We wanted to know when that happens, so we built this.
How it works
Prompts
Seven reasoning prompts, one per category:
- Logic — syllogistic and deductive reasoning
- Math — arithmetic and word problems
- Spatial reasoning — directional and relational questions
- Causality — cause-and-effect chain reasoning
- Code comprehension — reading and tracing code
- Ambiguity resolution — handling vague or underspecified questions
- Common sense — everyday physical and social reasoning
The prompts are deliberately easy. We’re not trying to find the hardest problems. We’re trying to establish a floor that should never break. When it does, something changed.
Multi-sample evaluation
Each prompt goes to each model twice (configurable). This helps separate real drift from randomness. Getting it right once and wrong once is different from getting it wrong both times.
Judging
Three judge models independently evaluate each response for:
- Correctness (boolean) — is the answer right?
- Reasoning quality (1-5 score) — how good is the reasoning?
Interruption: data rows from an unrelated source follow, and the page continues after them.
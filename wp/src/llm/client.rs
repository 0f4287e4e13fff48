//! LlmClient trait definition

use async_trait::async_trait;
use serde_json::Value;

use super::LlmError;

/// Stateless content generation client - each call is independent
///
/// No conversation state is maintained between calls; every request
/// carries its full prompt. Implementations must be safe to share across
/// tasks (`Send + Sync`) since overlapping generations are allowed.
#[async_trait]
pub trait LlmClient: Send + Sync {
    /// Generate free-form prose for a prompt
    async fn generate_text(&self, prompt: &str) -> Result<String, LlmError>;

    /// Generate JSON constrained by a response schema
    ///
    /// The provider is asked for `application/json` output matching the
    /// schema; the decoded value is returned as-is for the caller to
    /// interpret.
    async fn generate_json(&self, prompt: &str, schema: Value) -> Result<Value, LlmError>;
}

#[cfg(test)]
pub mod mock {
    use super::*;
    use std::sync::Mutex;
    use std::sync::atomic::{AtomicUsize, Ordering};
    use tracing::debug;

    /// Scripted reply for the mock client
    #[derive(Debug, Clone)]
    pub enum MockReply {
        Text(String),
        Json(Value),
        Fail(String),
    }

    /// Mock LLM client for unit tests
    pub struct MockLlmClient {
        replies: Mutex<Vec<MockReply>>,
        call_count: AtomicUsize,
    }

    impl MockLlmClient {
        pub fn new(replies: Vec<MockReply>) -> Self {
            debug!(reply_count = %replies.len(), "MockLlmClient::new: called");
            Self {
                replies: Mutex::new(replies),
                call_count: AtomicUsize::new(0),
            }
        }

        /// A client whose every call fails
        pub fn failing() -> Self {
            Self::new(vec![])
        }

        pub fn call_count(&self) -> usize {
            self.call_count.load(Ordering::SeqCst)
        }

        fn next_reply(&self) -> Result<MockReply, LlmError> {
            self.call_count.fetch_add(1, Ordering::SeqCst);
            let mut replies = self.replies.lock().unwrap();
            if replies.is_empty() {
                debug!("MockLlmClient: no more scripted replies");
                return Err(LlmError::InvalidResponse("No more mock replies".to_string()));
            }
            Ok(replies.remove(0))
        }
    }

    #[async_trait]
    impl LlmClient for MockLlmClient {
        async fn generate_text(&self, _prompt: &str) -> Result<String, LlmError> {
            debug!("MockLlmClient::generate_text: called");
            match self.next_reply()? {
                MockReply::Text(text) => Ok(text),
                MockReply::Json(value) => Ok(value.to_string()),
                MockReply::Fail(message) => Err(LlmError::InvalidResponse(message)),
            }
        }

        async fn generate_json(&self, _prompt: &str, _schema: Value) -> Result<Value, LlmError> {
            debug!("MockLlmClient::generate_json: called");
            match self.next_reply()? {
                MockReply::Json(value) => Ok(value),
                MockReply::Text(text) => serde_json::from_str(&text).map_err(LlmError::Json),
                MockReply::Fail(message) => Err(LlmError::InvalidResponse(message)),
            }
        }
    }

    #[cfg(test)]
    mod tests {
        use super::*;
        use serde_json::json;

        #[tokio::test]
        async fn test_mock_client_returns_replies_in_order() {
            let client = MockLlmClient::new(vec![
                MockReply::Text("first".to_string()),
                MockReply::Text("second".to_string()),
            ]);

            assert_eq!(client.generate_text("p").await.unwrap(), "first");
            assert_eq!(client.generate_text("p").await.unwrap(), "second");
            assert_eq!(client.call_count(), 2);
        }

        #[tokio::test]
        async fn test_mock_client_errors_when_exhausted() {
            let client = MockLlmClient::failing();
            assert!(client.generate_text("p").await.is_err());
            assert!(client.generate_json("p", json!({})).await.is_err());
        }

        #[tokio::test]
        async fn test_mock_json_reply() {
            let client = MockLlmClient::new(vec![MockReply::Json(json!([{"title": "x"}]))]);
            let value = client.generate_json("p", json!({})).await.unwrap();
            assert!(value.is_array());
        }
    }
}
Correctness uses majority vote across all judges and samples. Scores are averaged. Using multiple judge models reduces the chance that one evaluator’s quirks skew results.
Drift detection
Each run compares against the previous run. Four types of drift:
| Type | What happened | Severity |
|---|---|---|
| REGRESSION | Was correct, now incorrect | High |
| IMPROVEMENT | Was incorrect, now correct | Good news |
| SCORE_DROP | Still correct, but score fell ≥1.0 | Warning |
| SCORE_RISE | Still correct, score rose ≥1.0 | Good news |
Model status
Each model gets a status per run:
- → stable — nothing changed
- ↑ up — got better (correctness gained or score rising)
- ↓ down — got worse (correctness lost or score dropping). If a model both improved and regressed in the same run, we call it down. Regressions matter more.
Schedule
Runs happen 6 times daily via GitHub Actions. Results get committed to the repo and deployed automatically.
What we can’t do
Seven prompts can’t cover everything a model does. A model could regress on tasks we don’t test, and we’d miss it. The prompts were chosen for stability and breadth, not coverage.
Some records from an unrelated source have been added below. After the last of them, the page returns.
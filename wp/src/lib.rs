//! wedplan - wedding RSVP site and planner dashboard
//!
//! One binary serves two audiences. Guests get a landing page, the event
//! details, and an RSVP form; the couple unlocks a password-gated planner
//! dashboard with a task checklist, the guest roster, event configuration,
//! and AI-assisted content drafting.
//!
//! All records live in JSON slots on disk (via the `slotstore` crate) and
//! load with defaults when missing or corrupt, so a fresh install and a
//! damaged data directory both start cleanly.
//!
//! # Modules
//!
//! - [`domain`] - Tasks, RSVPs, and the event configuration record
//! - [`store`] - The persisted application state and its mutations
//! - [`llm`] - Content generation client trait and the Gemini implementation
//! - [`assistant`] - The three planner-facing generation operations
//! - [`tui`] - Terminal UI: guest screens and the planner dashboard
//! - [`config`] - Configuration types and loading
//! - [`cli`] - Command-line interface

pub mod assistant;
pub mod cli;
pub mod config;
pub mod domain;
pub mod llm;
pub mod store;
pub mod tui;

// Re-export commonly used types
pub use assistant::Assistant;
pub use config::{AccessConfig, Config, LlmConfig, StorageConfig};
pub use domain::{Attendance, EventDetails, MAX_PARTY_SIZE, Rsvp, Task, TaskCategory};
pub use llm::{GeminiClient, LlmClient, LlmError, create_client};
pub use store::{PlannerStore, RsvpSummary};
The judges are also LLMs. If the judge models drift at the same time or share the same blind spots, the evaluations could be wrong in ways that correlate. Majority voting helps, but it’s not bulletproof.
Models are non-deterministic. A single failed sample might just be sampling noise. We flag it and watch for patterns rather than treating one failure as proof of drift.
The prompts are easy on purpose, which means we catch big regressions (a model that used to handle basic logic now can’t) but we might miss subtler degradations in harder reasoning.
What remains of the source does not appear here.